Look through the entries below. Report each line that has the word "chrono" in it.

***** Dataset

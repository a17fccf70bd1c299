//! Core types and shared functionality for nps-explorer.
//!
//! This crate provides:
//! - Cache implementation with a JSON file backend
//! - Unified error types
//! - Configuration structures

pub mod cache;
pub mod config;
pub mod error;

pub use cache::{CacheStore, canonical_key};
pub use config::{AppConfig, ConfigError};
pub use error::Error;
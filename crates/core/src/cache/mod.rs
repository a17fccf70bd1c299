//! Persistent fetch cache backed by a single JSON file.
//!
//! This module provides the request-level cache shared by every client:
//!
//! - Canonical, order-independent keys for parameterized requests
//! - Load-once, flush-on-every-miss persistence
//! - No eviction or expiry; entries live as long as the file does

pub mod key;
pub mod store;

pub use crate::Error;

pub use key::{KEY_DELIMITER, canonical_key};
pub use store::{CacheStats, CacheStore};
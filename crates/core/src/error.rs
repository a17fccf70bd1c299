//! Unified error types for nps-explorer.
//!
//! Every variant renders as `CODE: detail` so the interactive loop can print
//! failures verbatim.

use std::io;
use std::path::PathBuf;

/// Unified error type shared by the cache, the clients and the CLI.
#[derive(Debug, thiserror::Error)]
pub enum Error {
    /// Invalid input parameters (e.g., empty postal code).
    #[error("INVALID_INPUT: {0}")]
    InvalidInput(String),

    /// A mandatory element was absent from a scraped page.
    #[error("EXTRACT_FAILED: {0}")]
    ExtractFailed(String),

    /// Invalid URL.
    #[error("INVALID_URL: {0}")]
    InvalidUrl(String),

    /// Fetch timeout.
    #[error("FETCH_TIMEOUT: {0}")]
    FetchTimeout(String),

    /// Fetch response too large.
    #[error("FETCH_TOO_LARGE: {0}")]
    FetchTooLarge(String),

    /// HTTP error response or network failure.
    #[error("HTTP_ERROR: {0}")]
    HttpError(String),

    /// Places API rejected the credential.
    #[error("PLACES_AUTH_ERROR: {0}")]
    PlacesAuth(String),

    /// Places API answered with a non-zero status code.
    #[error("PLACES_API_ERROR: {0}")]
    PlacesApi(String),

    /// A response body could not be decoded.
    #[error("PARSE_ERROR: {0}")]
    Parse(String),

    /// The cache file could not be written.
    #[error("CACHE_ERROR: {path}: {source}")]
    CacheIo {
        path: PathBuf,
        #[source]
        source: io::Error,
    },

    /// A cached value does not have the shape its caller expects.
    #[error("CACHE_ERROR: unexpected entry for {0}")]
    CacheEntry(String),
}

impl Error {
    /// Whether the error must end the session rather than just the current operation.
    pub fn is_fatal(&self) -> bool {
        matches!(self, Error::CacheIo { .. })
    }
}
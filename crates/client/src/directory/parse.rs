//! Link harvesting from the directory home page and region pages.

use scraper::{ElementRef, Html};
use url::Url;

use crate::extract::{first, inner_text, selector};
use crate::fetch::resolve_href;
use nps_core::Error;

const REGION_SEARCH_BAR: &str = ".SearchBar-keywordSearch.input-group.input-group-lg";
const REGION_MENU_CLASSES: &[&str] = &["dropdown-menu", "SearchBar-keywordSearch"];

const RESULTS_AREA: &str = "#parkListResultsArea";
const RESULTS_LIST: &str = "ul";
const SITE_HEADING: &str = "h3";
const SITE_LINK: &str = "a[href]";

/// Extract `(lowercase region name, absolute url)` pairs from the home page.
///
/// Only the dropdown menu that is a direct child of the search bar is read;
/// other menus on the page are ignored.
pub fn parse_region_links(html: &str, base: &Url) -> Result<Vec<(String, String)>, Error> {
    let document = Html::parse_document(html);

    let search_bar = first(document.root_element(), REGION_SEARCH_BAR)
        .ok_or_else(|| Error::ExtractFailed(format!("{REGION_SEARCH_BAR} not found")))?;

    let menu = search_bar
        .children()
        .filter_map(ElementRef::wrap)
        .find(|el| el.value().name() == "ul" && has_classes(*el, REGION_MENU_CLASSES))
        .ok_or_else(|| Error::ExtractFailed("region dropdown menu not found".into()))?;

    let link = selector(SITE_LINK);
    let mut regions = Vec::new();

    for anchor in menu.select(&link) {
        let name = inner_text(anchor).to_lowercase();
        let Some(href) = anchor.value().attr("href") else { continue };

        if name.is_empty() {
            tracing::debug!(href, "skipping unnamed region link");
            continue;
        }

        match resolve_href(base, href) {
            Ok(url) => regions.push((name, url)),
            Err(e) => tracing::debug!(href, error = %e, "skipping unresolvable region link"),
        }
    }

    Ok(regions)
}

/// Extract detail-page URLs from a region listing, in document order.
pub fn parse_site_links(html: &str, base: &Url) -> Result<Vec<String>, Error> {
    let document = Html::parse_document(html);

    let results = first(document.root_element(), RESULTS_AREA)
        .ok_or_else(|| Error::ExtractFailed(format!("{RESULTS_AREA} not found")))?;
    let list =
        first(results, RESULTS_LIST).ok_or_else(|| Error::ExtractFailed(format!("{RESULTS_AREA} has no list")))?;

    let heading = selector(SITE_HEADING);
    let mut urls = Vec::new();

    for h3 in list.select(&heading) {
        let Some(href) = first(h3, SITE_LINK).and_then(|a| a.value().attr("href")) else {
            tracing::debug!(heading = %inner_text(h3), "skipping heading without link");
            continue;
        };

        match resolve_href(base, href) {
            Ok(url) => urls.push(url),
            Err(e) => tracing::debug!(href, error = %e, "skipping unresolvable site link"),
        }
    }

    Ok(urls)
}

fn has_classes(element: ElementRef<'_>, wanted: &[&str]) -> bool {
    wanted.iter().all(|class| element.value().classes().any(|c| c == *class))
}
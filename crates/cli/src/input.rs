//! Parsing of the two menu prompts.
//!
//! Pure functions over a single input line, so the whole menu grammar is
//! testable without a terminal.

/// Answer to the region prompt.
#[derive(Debug, Clone, PartialEq, Eq)]
pub enum RegionInput {
    Exit,
    /// Lowercased region name, not yet checked against the directory.
    Name(String),
}

/// Answer to the site prompt.
#[derive(Debug, Clone, Copy, PartialEq, Eq)]
pub enum SiteInput {
    Exit,
    Back,
    /// Zero-based index into the listed sites.
    Select(usize),
}

/// Rejected site prompt answers. Display strings are shown verbatim after `[Error] `.
#[derive(Debug, Clone, Copy, PartialEq, Eq, thiserror::Error)]
pub enum InputError {
    #[error("You must choose a number or \"exit\" or \"back\"")]
    NotANumber,

    #[error("Choose a number within the list range")]
    OutOfRange,
}

pub fn parse_region_input(line: &str) -> RegionInput {
    let name = line.trim().to_lowercase();
    if name == "exit" { RegionInput::Exit } else { RegionInput::Name(name) }
}

/// Parse a site prompt answer against a list of `count` sites, numbered from 1.
pub fn parse_site_input(line: &str, count: usize) -> Result<SiteInput, InputError> {
    let answer = line.trim();

    match answer.to_lowercase().as_str() {
        "exit" => return Ok(SiteInput::Exit),
        "back" => return Ok(SiteInput::Back),
        _ => {}
    }

    if answer.is_empty() || !answer.chars().all(|c| c.is_ascii_digit()) {
        return Err(InputError::NotANumber);
    }

    // All digits, so a parse failure can only be overflow.
    let number: usize = answer.parse().map_err(|_| InputError::OutOfRange)?;
    if number == 0 || number > count {
        return Err(InputError::OutOfRange);
    }

    Ok(SiteInput::Select(number - 1))
}

/// Python-style capitalize: first character uppercased, the rest lowercased.
pub fn capitalize(text: &str) -> String {
    let mut chars = text.chars();
    match chars.next() {
        Some(first) => first.to_uppercase().chain(chars.flat_map(char::to_lowercase)).collect(),
        None => String::new(),
    }
}
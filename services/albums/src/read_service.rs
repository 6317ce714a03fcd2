use crate::error::Result;
use crate::lifecycle::{AlbumStatus, ExpiryPolicy};
use crate::model::{Album, Photo};
use crate::repository::AlbumRepository;
use chrono::{DateTime, Utc};
use serde::Serialize;
use tracing::{debug, instrument};

/// What a viewer gets to see of an album at a given instant
#[derive(Debug, Clone, PartialEq)]
pub enum AlbumView {
    /// Hidden until `public_date`
    NotPublic { public_date: DateTime<Utc> },
    /// Visibility window closed at `expired_at`
    Expired {
        public_date: DateTime<Utc>,
        expired_at: DateTime<Utc>,
    },
    Active(AlbumProjection),
}

impl AlbumView {
    pub fn status(&self) -> AlbumStatus {
        match self {
            AlbumView::NotPublic { .. } => AlbumStatus::NotPublic,
            AlbumView::Expired { .. } => AlbumStatus::Expired,
            AlbumView::Active(_) => AlbumStatus::Active,
        }
    }
}

/// Viewer-facing projection of an active album
#[derive(Debug, Clone, PartialEq, Serialize)]
#[serde(rename_all = "camelCase")]
pub struct AlbumProjection {
    pub id: String,
    pub title: String,
    pub public_date: DateTime<Utc>,
    pub created_at: DateTime<Utc>,
    pub expires_at: DateTime<Utc>,
    pub photos: Vec<Photo>,
    pub status: AlbumStatus,
}

impl AlbumProjection {
    fn from_album(album: Album, expires_at: DateTime<Utc>) -> Self {
        Self {
            id: album.id,
            title: album.title,
            public_date: album.public_date,
            created_at: album.created_at,
            expires_at,
            photos: album.photos,
            status: AlbumStatus::Active,
        }
    }
}

/// Resolves album ids to what a viewer may see, gated by the expiry policy
#[derive(Clone)]
pub struct AlbumReadService {
    repository: AlbumRepository,
    policy: ExpiryPolicy,
}

impl AlbumReadService {
    pub fn new(repository: AlbumRepository, policy: ExpiryPolicy) -> Self {
        Self { repository, policy }
    }

    pub fn policy(&self) -> &ExpiryPolicy {
        &self.policy
    }

    #[instrument(skip(self))]
    pub async fn get_album(&self, id: &str, now: DateTime<Utc>) -> Result<AlbumView> {
        let album = self.repository.find_by_external_id(id).await?;
        let public_date = album.public_date;
        let expires_at = self.policy.expiry_date(public_date);

        let view = match self.policy.status(now, public_date) {
            AlbumStatus::NotPublic => AlbumView::NotPublic { public_date },
            AlbumStatus::Expired => AlbumView::Expired {
                public_date,
                expired_at: expires_at,
            },
            AlbumStatus::Active => AlbumView::Active(AlbumProjection::from_album(album, expires_at)),
        };

        debug!(status = view.status().as_str(), "Album resolved");
        metrics::counter!("albums.reads", "status" => view.status().as_str()).increment(1);

        Ok(view)
    }
}

#[cfg(test)]
mod tests {
    use super::*;
    use crate::album_store::MemoryAlbumStore;
    use crate::error::AlbumError;
    use crate::model::NewAlbum;
    use chrono::{Duration, TimeZone};
    use std::sync::Arc;
    use uuid::Uuid;

    async fn setup(public_date: &str) -> (AlbumRepository, AlbumReadService, Album) {
        let repository = AlbumRepository::new(Arc::new(MemoryAlbumStore::new()));
        let album = repository
            .create(
                NewAlbum::parse(Some("Wedding"), Some(public_date)).unwrap(),
                Utc.with_ymd_and_hms(2025, 6, 1, 8, 0, 0).unwrap(),
            )
            .await
            .unwrap();
        let service = AlbumReadService::new(repository.clone(), ExpiryPolicy::default());
        (repository, service, album)
    }

    #[tokio::test]
    async fn test_wedding_lifecycle() {
        let (_, service, album) = setup("2025-06-06").await;
        let public_date = Utc.with_ymd_and_hms(2025, 6, 6, 0, 0, 0).unwrap();

        let day_before = public_date - Duration::days(1);
        assert_eq!(
            service.get_album(&album.id, day_before).await.unwrap(),
            AlbumView::NotPublic { public_date }
        );

        match service.get_album(&album.id, public_date).await.unwrap() {
            AlbumView::Active(projection) => {
                assert_eq!(projection.title, "Wedding");
                assert!(projection.photos.is_empty());
                assert_eq!(projection.status, AlbumStatus::Active);
                assert_eq!(
                    projection.expires_at,
                    Utc.with_ymd_and_hms(2025, 8, 6, 0, 0, 0).unwrap()
                );
            }
            other => panic!("expected active album, got {other:?}"),
        }

        let after_window = Utc.with_ymd_and_hms(2025, 8, 7, 0, 0, 0).unwrap();
        assert_eq!(
            service.get_album(&album.id, after_window).await.unwrap(),
            AlbumView::Expired {
                public_date,
                expired_at: Utc.with_ymd_and_hms(2025, 8, 6, 0, 0, 0).unwrap(),
            }
        );
    }

    #[tokio::test]
    async fn test_repeated_reads_are_identical() {
        let (repository, service, album) = setup("2025-06-06").await;
        repository
            .append_photos(
                album.doc_id,
                &[Photo {
                    url: "memory://albums/x/1.jpg".to_string(),
                    name: "1.jpg".to_string(),
                    size: Some(3),
                    mimetype: Some("image/jpeg".to_string()),
                    uploaded_at: Utc::now(),
                }],
                Utc::now(),
            )
            .await
            .unwrap();

        let now = Utc.with_ymd_and_hms(2025, 7, 1, 0, 0, 0).unwrap();
        let first = service.get_album(&album.id, now).await.unwrap();
        let second = service.get_album(&album.id, now).await.unwrap();
        assert_eq!(first, second);
    }

    #[tokio::test]
    async fn test_unknown_album_is_not_found() {
        let (_, service, _) = setup("2025-06-06").await;
        let err = service
            .get_album(&Uuid::new_v4().to_string(), Utc::now())
            .await
            .unwrap_err();
        assert!(matches!(err, AlbumError::NotFound(_)));
    }
}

**********

| Response to the task |
use chrono::{DateTime, Utc};
    use chrono::{Duration, TimeZone};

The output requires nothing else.